Williams moved to Boston in 1990 to further explore a career in theater. She worked for a year as stage manager of the Opera Company of Boston, but on the side began to write songs, record demo tapes, and take voice lessons. In 1990, Dar recorded her first album, I Have No History, produced by Jeannie Deva and engineered by Rob Lehmann at Oak Grove Studios in Malden, Massachusetts. One year later in 1991, Dar recorded her second album, All My Heroes Are Dead, most of which was recorded at Wellspring Sound in Newton, MA. This album included Dar's song "Mark Rothko Song." The original recording of this song was later included in her third album The Honesty Room. In 1993 Williams moved to Northampton, Massachusetts. Early in Williams's music career, she opened for Joan Baez, who would make her relatively well known by recording some of her songs (Williams also dueted with Baez on Ring Them Bells). Her growing popularity has since relied heavily on community coffeehouses, public radio, and an extensive fan base on the Internet.

Williams recorded her first full album, The Honesty Room, under her own label, Burning Field Music. Guest artists included Nerissa and Katryna Nields, Max Cohen and Gideon Freudmann. The album was briefly distributed by Chicago-based Waterbug Records. Williams soon secured a licensing-and-distribution deal for Burning Field with Razor and Tie, and in 1995 reissued the album on that label, with two re-recorded bonus tracks. The record went on to become one of the top-selling independent folk albums of the year. 1996's Mortal City, also licensed and distributed with Razor and Tie, received substantial notice, partially due to the fact that it coincided with her tour with Baez. The album again featured guest appearances by the Nields sisters and Freudmann, as well as noted folk artists John Prine, Cliff Eberhardt and Lucy Kaplansky.

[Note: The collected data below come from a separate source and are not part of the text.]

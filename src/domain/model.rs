use chrono::{DateTime, NaiveDateTime};
use rust_decimal::Decimal;
use serde::{Deserialize, Deserializer, Serialize};

pub const DEFAULT_HORIZON: u32 = 36;
pub const MAX_HORIZON: u32 = 600;

const NAIVE_TIMESTAMP_FORMATS: [&str; 2] = ["%Y-%m-%dT%H:%M:%S%.f", "%Y-%m-%d %H:%M:%S%.f"];

/// Parses catalog timestamps with or without an offset (`2025-08-24T18:03:06.349862`,
/// `2023-01-01T00:00:00Z`, `...+00:00`). Offset timestamps are normalised to UTC.
pub fn parse_timestamp(value: &str) -> Option<NaiveDateTime> {
    if let Ok(with_offset) = DateTime::parse_from_rfc3339(value) {
        return Some(with_offset.naive_utc());
    }
    NAIVE_TIMESTAMP_FORMATS
        .iter()
        .find_map(|format| NaiveDateTime::parse_from_str(value, format).ok())
}

fn deserialize_timestamp<'de, D>(deserializer: D) -> Result<Option<NaiveDateTime>, D::Error>
where
    D: Deserializer<'de>,
{
    match Option::<String>::deserialize(deserializer)? {
        None => Ok(None),
        Some(raw) if raw.trim().is_empty() => Ok(None),
        Some(raw) => parse_timestamp(raw.trim())
            .map(Some)
            .ok_or_else(|| serde::de::Error::custom(format!("invalid timestamp: {}", raw))),
    }
}

/// Static per-SKU revenue policy, as stored in the `revenue_skus` table.
#[derive(Debug, Clone, PartialEq, Serialize, Deserialize)]
pub struct RevenueSkuRule {
    pub sku_id: String,
    #[serde(default)]
    pub sku_name: String,
    #[serde(default)]
    pub description: Option<String>,
    pub upfront_deposit: Decimal,
    #[serde(default)]
    pub selection_period_months: Option<u32>,
    pub active_revenue_start_month: u32,
    #[serde(default)]
    pub active_revenue_end_month: Option<u32>,
    pub monthly_revenue: Decimal,
    #[serde(default)]
    pub deposit_refund_month: Option<u32>,
    #[serde(default)]
    pub cogs_sku_id: Option<String>,
    #[serde(default, deserialize_with = "deserialize_timestamp")]
    pub created_at: Option<NaiveDateTime>,
}

impl RevenueSkuRule {
    /// End month of the recurring window. `0` is treated like an absent value.
    pub fn revenue_end_month(&self) -> Option<u32> {
        self.active_revenue_end_month.filter(|&month| month > 0)
    }

    pub fn refund_month(&self) -> Option<u32> {
        self.deposit_refund_month.filter(|&month| month > 0)
    }

    pub fn is_revenue_active(&self, age: u32) -> bool {
        age >= self.active_revenue_start_month
            && self.revenue_end_month().map_or(true, |end| age <= end)
    }
}

/// A row of the `cogs_skus` table.
#[derive(Debug, Clone, PartialEq, Serialize, Deserialize)]
pub struct CogsSku {
    pub sku_id: String,
    #[serde(default)]
    pub sku_name: String,
    #[serde(default)]
    pub description: Option<String>,
    #[serde(default, deserialize_with = "deserialize_timestamp")]
    pub created_at: Option<NaiveDateTime>,
}

/// One row of a COGS amortization table, keyed by cohort age.
#[derive(Debug, Clone, PartialEq, Serialize, Deserialize)]
pub struct CogsScheduleEntry {
    pub month_number: u32,
    pub cogs_amount: Decimal,
    #[serde(default)]
    pub phase: Option<String>,
}

/// A `cogs_breakdown` row: a schedule entry plus the COGS SKU it belongs to.
#[derive(Debug, Clone, PartialEq, Serialize, Deserialize)]
pub struct CogsBreakdownRow {
    pub cogs_sku_id: String,
    pub month_number: u32,
    pub cogs_amount: Decimal,
    #[serde(default)]
    pub phase: Option<String>,
}

impl CogsBreakdownRow {
    pub fn entry(&self) -> CogsScheduleEntry {
        CogsScheduleEntry {
            month_number: self.month_number,
            cogs_amount: self.cogs_amount,
            phase: self.phase.clone(),
        }
    }
}

#[derive(Debug, Clone, PartialEq, Serialize, Deserialize)]
pub struct Cohort {
    pub sku_id: String,
    pub start_month: u32,
    pub quantity: Decimal,
}

impl Cohort {
    pub fn new(sku_id: impl Into<String>, start_month: u32, quantity: impl Into<Decimal>) -> Self {
        Self {
            sku_id: sku_id.into(),
            start_month,
            quantity: quantity.into(),
        }
    }

    /// Cohort age in calendar month `month`, or `None` before the cohort starts.
    pub fn age_at(&self, month: u32) -> Option<u32> {
        if month < self.start_month {
            None
        } else {
            Some(month - self.start_month + 1)
        }
    }
}

#[derive(Debug, Clone, Copy, PartialEq, Eq, Default, Serialize, Deserialize)]
#[serde(rename_all = "lowercase")]
pub enum GrowthType {
    #[default]
    None,
    Percentage,
    Increment,
}

/// A line of a dynamic scenario request.
#[derive(Debug, Clone, PartialEq, Serialize, Deserialize)]
pub struct SkuItem {
    pub sku_id: String,
    pub start_month: u32,
    pub quantity: Decimal,
    #[serde(default)]
    pub growth_type: GrowthType,
    #[serde(default)]
    pub growth_value: Option<Decimal>,
}

#[derive(Debug, Clone, PartialEq, Serialize, Deserialize)]
pub struct ExpandedCohort {
    pub sku_id: String,
    pub month: u32,
    pub quantity: Decimal,
}

impl ExpandedCohort {
    /// Each expanded month is accumulated as its own cohort starting that month.
    pub fn into_cohort(self) -> Cohort {
        Cohort {
            sku_id: self.sku_id,
            start_month: self.month,
            quantity: self.quantity,
        }
    }
}

#[derive(Debug, Clone, PartialEq, Serialize, Deserialize)]
pub struct ScenarioRequest {
    #[serde(default)]
    pub name: String,
    pub skus: Vec<SkuItem>,
    #[serde(default)]
    pub horizon: Option<u32>,
}

impl ScenarioRequest {
    pub fn horizon(&self) -> u32 {
        self.horizon.unwrap_or(DEFAULT_HORIZON)
    }
}

/// Month-indexed values for months `1..=horizon`.
#[derive(Debug, Clone, PartialEq, Default)]
pub struct MonthSeries {
    values: Vec<Decimal>,
}

impl MonthSeries {
    pub fn zeros(horizon: u32) -> Self {
        Self {
            values: vec![Decimal::ZERO; horizon as usize],
        }
    }

    pub fn from_values(values: Vec<Decimal>) -> Self {
        Self { values }
    }

    pub fn horizon(&self) -> u32 {
        self.values.len() as u32
    }

    /// Value for a 1-based calendar month.
    pub fn get(&self, month: u32) -> Option<Decimal> {
        month
            .checked_sub(1)
            .and_then(|index| self.values.get(index as usize))
            .copied()
    }

    pub fn values(&self) -> &[Decimal] {
        &self.values
    }

    pub fn iter(&self) -> impl Iterator<Item = (u32, Decimal)> + '_ {
        self.values
            .iter()
            .enumerate()
            .map(|(index, value)| (index as u32 + 1, *value))
    }

    /// Sums saturate at `Decimal::MAX` / `Decimal::MIN` instead of overflowing.
    pub fn total(&self) -> Decimal {
        self.values
            .iter()
            .fold(Decimal::ZERO, |sum, value| sum.saturating_add(*value))
    }

    pub(crate) fn add(&mut self, month: u32, amount: Decimal) {
        if let Some(slot) = month
            .checked_sub(1)
            .and_then(|index| self.values.get_mut(index as usize))
        {
            *slot = slot.saturating_add(amount);
        }
    }
}

/// Margin percentages; `None` marks cost without revenue.
#[derive(Debug, Clone, PartialEq, Default)]
pub struct MarginSeries {
    values: Vec<Option<f64>>,
}

impl MarginSeries {
    pub fn from_values(values: Vec<Option<f64>>) -> Self {
        Self { values }
    }

    pub fn horizon(&self) -> u32 {
        self.values.len() as u32
    }

    pub fn get(&self, month: u32) -> Option<Option<f64>> {
        month
            .checked_sub(1)
            .and_then(|index| self.values.get(index as usize))
            .copied()
    }

    pub fn values(&self) -> &[Option<f64>] {
        &self.values
    }

    pub fn iter(&self) -> impl Iterator<Item = (u32, Option<f64>)> + '_ {
        self.values
            .iter()
            .enumerate()
            .map(|(index, value)| (index as u32 + 1, *value))
    }
}

#[derive(Debug, Clone, PartialEq, Serialize, Deserialize)]
#[serde(rename_all = "camelCase")]
pub struct MonthlyDetail {
    pub month: u32,
    pub total: Decimal,
    pub formatted_total: String,
}

#[derive(Debug, Clone, PartialEq, Serialize, Deserialize)]
#[serde(rename_all = "camelCase")]
pub struct MarginDetail {
    pub month: u32,
    pub margin_percent: Option<f64>,
    pub formatted_margin: String,
}

#[derive(Debug, Clone, PartialEq, Serialize, Deserialize)]
#[serde(rename_all = "camelCase")]
pub struct WaterfallReport {
    pub scenario_name: String,
    pub horizon: u32,
    pub monthly_totals: Vec<Decimal>,
    pub formatted_totals: Vec<String>,
    pub monthly_details: Vec<MonthlyDetail>,
    pub monthly_cogs_details: Vec<MonthlyDetail>,
    pub monthly_gross_income_details: Vec<MonthlyDetail>,
    pub monthly_profit_margin_details: Vec<MarginDetail>,
    pub monthly_cumulative_gross_profit_details: Vec<MonthlyDetail>,
    pub revenue_skus: Vec<RevenueSkuRule>,
}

With that success, Razor & Tie re-released The Honesty Room. By the time of her third release, End of The Summer (1997), Williams's career had gathered substantial momentum, and the album did remarkably well, given its genre and independent label status.

In 1998, Williams, Richard Shindell and Lucy Kaplansky formed the group Cry Cry Cry as a way to pay homage to some of their favorite folk artists. The band released an eponymous album of covers and toured from 1998 to 2000. In June 2017, Cry Cry Cry reunited for the first time to play at the Clearwater Festival in New York.

She has since released six more studio albums on the Razor & Tie label (The Green World (2000; which included "Spring Street", based on Spring Street in SoHo in Manhattan), The Beauty of the Rain (2003), My Better Self (2005), Promised Land (2008), Many Great Companions (2010), and In the Time of Gods (2012), as well as two live albums (Out There Live (2001) and Live at Bearsville Theater (2007)).

Williams founded the Snowden Environmental Trust and has been a part of many benefit concerts. She performed in a show at Alcatraz with Baez and the Indigo Girls, to benefit the prisoner-rights group Bread and Roses.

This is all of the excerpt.